Je m'approche lui serre la main, me présente, lui fait part de mon
intérêt pour la culture Canaque et pour l'histoire de la Nouvelle
Calédonie. Je raconte ma visite à l'exposition du musée du Quai
Branly et mon souhait de partager son savoir sur le terrain. J'ai
passé l'épreuve avec succès, le Chef m'écoute attentivement,
m'informe qu'il est en mesure de m'exposer l'histoire de sa tribu et
de m'expliquer le sens des différents éléments de l'aire
coutumière et s'inqiète du temps que je pourrai lui consacrer car
cela prendra au moins demi-heure... Bien sur, moi, j'ai tout mon
temps, mais je ne voudrais pas abuser du sien et souhaite, bien sur,
le dédommager. Ce que je lui propose lui convient tout à fait. Il
me demande deux minutes, pour aller chercher des documents chez lui.
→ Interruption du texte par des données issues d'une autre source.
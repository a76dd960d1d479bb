//! SSE frame splitting
//!
//! Splits decoded text into `data:` payloads and watches for the terminal
//! sentinel. Only `data` lines matter for chat streaming; `event:`, `id:`,
//! `retry:` and comment lines are ignored. Newline-delimited JSON bodies
//! (Ollama `/api/chat`) are split the same way with [`WireFormat::JsonLines`].

use serde::{Deserialize, Serialize};
use std::borrow::Cow;

/// Default terminal sentinel used by OpenAI-style vendors.
pub const DONE_MARKER: &str = "[DONE]";

/// How lines that straddle two decoded fragments are handled.
#[derive(Debug, Clone, Copy, Default, PartialEq, Eq, Serialize, Deserialize)]
#[serde(rename_all = "snake_case")]
pub enum LineBuffering {
    /// Carry an unterminated trailing line into the next fragment.
    #[default]
    Buffered,
    /// Treat every fragment independently. A `data:` line split across two
    /// network chunks is lost: its head fails to parse and its tail has no
    /// `data:` prefix.
    PerFragment,
}

/// Framing of the response body.
#[derive(Debug, Clone, Copy, Default, PartialEq, Eq, Serialize, Deserialize)]
#[serde(rename_all = "snake_case")]
pub enum WireFormat {
    /// `text/event-stream`; payloads are the `data:` lines.
    #[default]
    Sse,
    /// `application/x-ndjson`; every non-blank line is a payload.
    JsonLines,
}

/// Incremental `data:` line extractor.
#[derive(Debug, Clone)]
pub struct SseFrameParser {
    buffering: LineBuffering,
    format: WireFormat,
    done_markers: Vec<String>,
    partial: String,
    done: bool,
}

impl Default for SseFrameParser {
    fn default() -> Self {
        Self::new(LineBuffering::default())
    }
}

impl SseFrameParser {
    pub fn new(buffering: LineBuffering) -> Self {
        Self {
            buffering,
            format: WireFormat::default(),
            done_markers: vec![DONE_MARKER.to_string()],
            partial: String::new(),
            done: false,
        }
    }

    pub fn with_format(mut self, format: WireFormat) -> Self {
        self.format = format;
        self
    }

    /// Replace the set of payloads that terminate the stream.
    pub fn with_done_markers(mut self, markers: Vec<String>) -> Self {
        self.done_markers = markers;
        self
    }

    /// Extract the payloads of every complete `data:` line in `fragment`.
    ///
    /// Once a done marker is seen nothing further is returned, neither from the
    /// rest of this fragment nor from later ones.
    pub fn parse(&mut self, fragment: &str) -> Vec<String> {
        let mut payloads = Vec::new();
        if self.done || fragment.is_empty() {
            return payloads;
        }

        let text: Cow<'_, str> = match self.buffering {
            LineBuffering::Buffered if !self.partial.is_empty() => {
                let mut joined = std::mem::take(&mut self.partial);
                joined.push_str(fragment);
                Cow::Owned(joined)
            }
            _ => Cow::Borrowed(fragment),
        };

        let (complete, tail) = match text.rfind('\n') {
            Some(pos) => (&text[..pos], &text[pos + 1..]),
            None => ("", text.as_ref()),
        };

        for line in complete.split('\n') {
            if !self.process_line(line, &mut payloads) {
                return payloads;
            }
        }

        match self.buffering {
            LineBuffering::Buffered => self.partial = tail.to_string(),
            LineBuffering::PerFragment => {
                self.process_line(tail, &mut payloads);
            }
        }

        payloads
    }

    /// Flush a trailing line that never received its newline.
    pub fn finish(&mut self) -> Vec<String> {
        let mut payloads = Vec::new();
        let tail = std::mem::take(&mut self.partial);
        if !self.done && !tail.is_empty() {
            self.process_line(&tail, &mut payloads);
        }
        payloads
    }

    /// Whether a done marker has been seen.
    pub fn is_done(&self) -> bool {
        self.done
    }

    /// Bytes of an unterminated line waiting for the next fragment.
    pub fn pending_len(&self) -> usize {
        self.partial.len()
    }

    /// Returns `false` when the line was a done marker.
    fn process_line(&mut self, line: &str, payloads: &mut Vec<String>) -> bool {
        let line = line.strip_suffix('\r').unwrap_or(line);
        let payload = match self.format {
            WireFormat::Sse => {
                let Some(payload) = line.strip_prefix("data:") else {
                    return true;
                };
                payload.strip_prefix(' ').unwrap_or(payload)
            }
            WireFormat::JsonLines => line,
        };

        if self.done_markers.iter().any(|m| m == payload.trim()) {
            tracing::trace!("SSE done marker received");
            self.done = true;
            self.partial.clear();
            return false;
        }
        if !payload.trim().is_empty() {
            payloads.push(payload.to_string());
        }
        true
    }
}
Et c'est parti pour plus de deux heures et demi d'un exposé
passionnant, documents à l'appui. J'ai sorti mon petit cahier et mon
appareil photo, noté tout ce que j'ai pu et photographié tout ce
que j'ai voulu. C'est ce récit que je reprends ici, tel qu'il a
été énoncé. Je n'ai fait aucun recoupement historique, ou de
dates. Il se peut que parfois, j'ai mal noté ou omis de demander une
précision ou même que certains points relèvent plus de la légende
que de la vérité historique.
Avant de me présenter
l'aire coutumière, le chef Bergé de la tribu Kawa a tenu à me
présenter l'histoire des Kawas
Tournant le dos à la
grande Case il me montre à l'ouest, la plaine côtière, me désigne
un point ou se rencontrent deux montagnes et dit. « ma tribu
vient de là bas, elle était installée à l'embranchement actuel
des routes de Sarraméa et de Farino, on est en 1878, les autorités coloniales ont concédé les bonnes terres à des colons dont de
nombreux bagnards du bagne de la Foa, ayant purgé leur peine. Les
tribus ont été repoussées au pied de la chaîne, dans des terres
pentues et moins fertiles.
L'été 1878 est
particulièrement sec. Le Bétail des colons, s'échappe et vient,
pour se nourrir , saccager les terres indigènes, détruisant les
cultures vivrières.
Devant ce fléau, le chef
Braïno, ( ce qui signifie qui a peur de la parole) grand père (je
pense plutôt arrière grand père, mais le terme de grand père
s'applique aussi pour des ascendants plus anciens, y compris pour les
frères de cet ascendant). réunit tous les chefs de clans, Ils sont
Treize, sur la photo, devant la grande case, représentant chacun
environ trois cent personnes. Braïno est le quatorzième, au centre
sur la photo, habillé à l'européenne avec un parapluie. Il parlait
un peu le français.
Lors de ce Conseil, il
est décidé que Braïno, irait à Focala rencontrer les autorités
occupantes pour demander l'arrêt des concessions de terres et la
maîtrise du bétail des colons par la pose de clôtures. Il se
rendit au bagne ou se trouvait la garnison, y fut courtoisement reçu
et obtint la garantie que sa requête avait été entendue et qu'une
solution serait recherchée.
C'est avec ce message
d'espoir qu'il revint auprès des chefs de clans, pour que ceux-ci
transmettent une parole d'apaisement, de patience et d'espoir aux
familles placées sous leur autorité.
Cependant au bout de
quatre mois, rien n'avait changé, la famine gagnait du terrain dans
les tribus. Une seconde visite aux autorités, fut tout aussi
courtoise. Le message de patience fut renouvelé ; « tout
ne peut pas se faire en un jour, les dispositions sont prises...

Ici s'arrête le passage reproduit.